Dataset entries
Content starts

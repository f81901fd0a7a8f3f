//! Standard node library
//!
//! Collection of built-in node kinds for common patching tasks

mod args;
mod control;
mod counter;
mod debug;
mod math;
mod store;

pub use control::{BangNode, LoadBangNode, TriggerKind, TriggerNode};
pub use counter::CounterNode;
pub use debug::{PrintNode, PRINT_HISTORY};
pub use math::{BinOp, BinOpNode};
pub use store::{FloatNode, MessageNode, PackNode};
use patchruntime::NodeRegistry;

use std::sync::Arc;

/// Register all standard nodes with a registry
pub fn register_all(registry: &mut NodeRegistry) {
    registry.register(Arc::new(control::BangNodeFactory));
    registry.register(Arc::new(control::LoadBangNodeFactory));
    registry.register(Arc::new(control::TriggerNodeFactory));
    registry.register(Arc::new(counter::CounterNodeFactory));
    registry.register(Arc::new(debug::PrintNodeFactory));
    for op in BinOp::ALL {
        registry.register(Arc::new(math::BinOpNodeFactory(op)));
    }
    registry.register(Arc::new(store::FloatNodeFactory));
    registry.register(Arc::new(store::MessageNodeFactory));
    registry.register(Arc::new(store::PackNodeFactory));
}

/// A registry holding every standard node
pub fn standard_registry() -> NodeRegistry {
    let mut registry = NodeRegistry::new();
    register_all(&mut registry);
    registry
}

Content ends

*PROBLEM TO WORK ON:* Could you give the number of lines in the data above that contain the string "control", with no other words?

*SOLUTION:* 5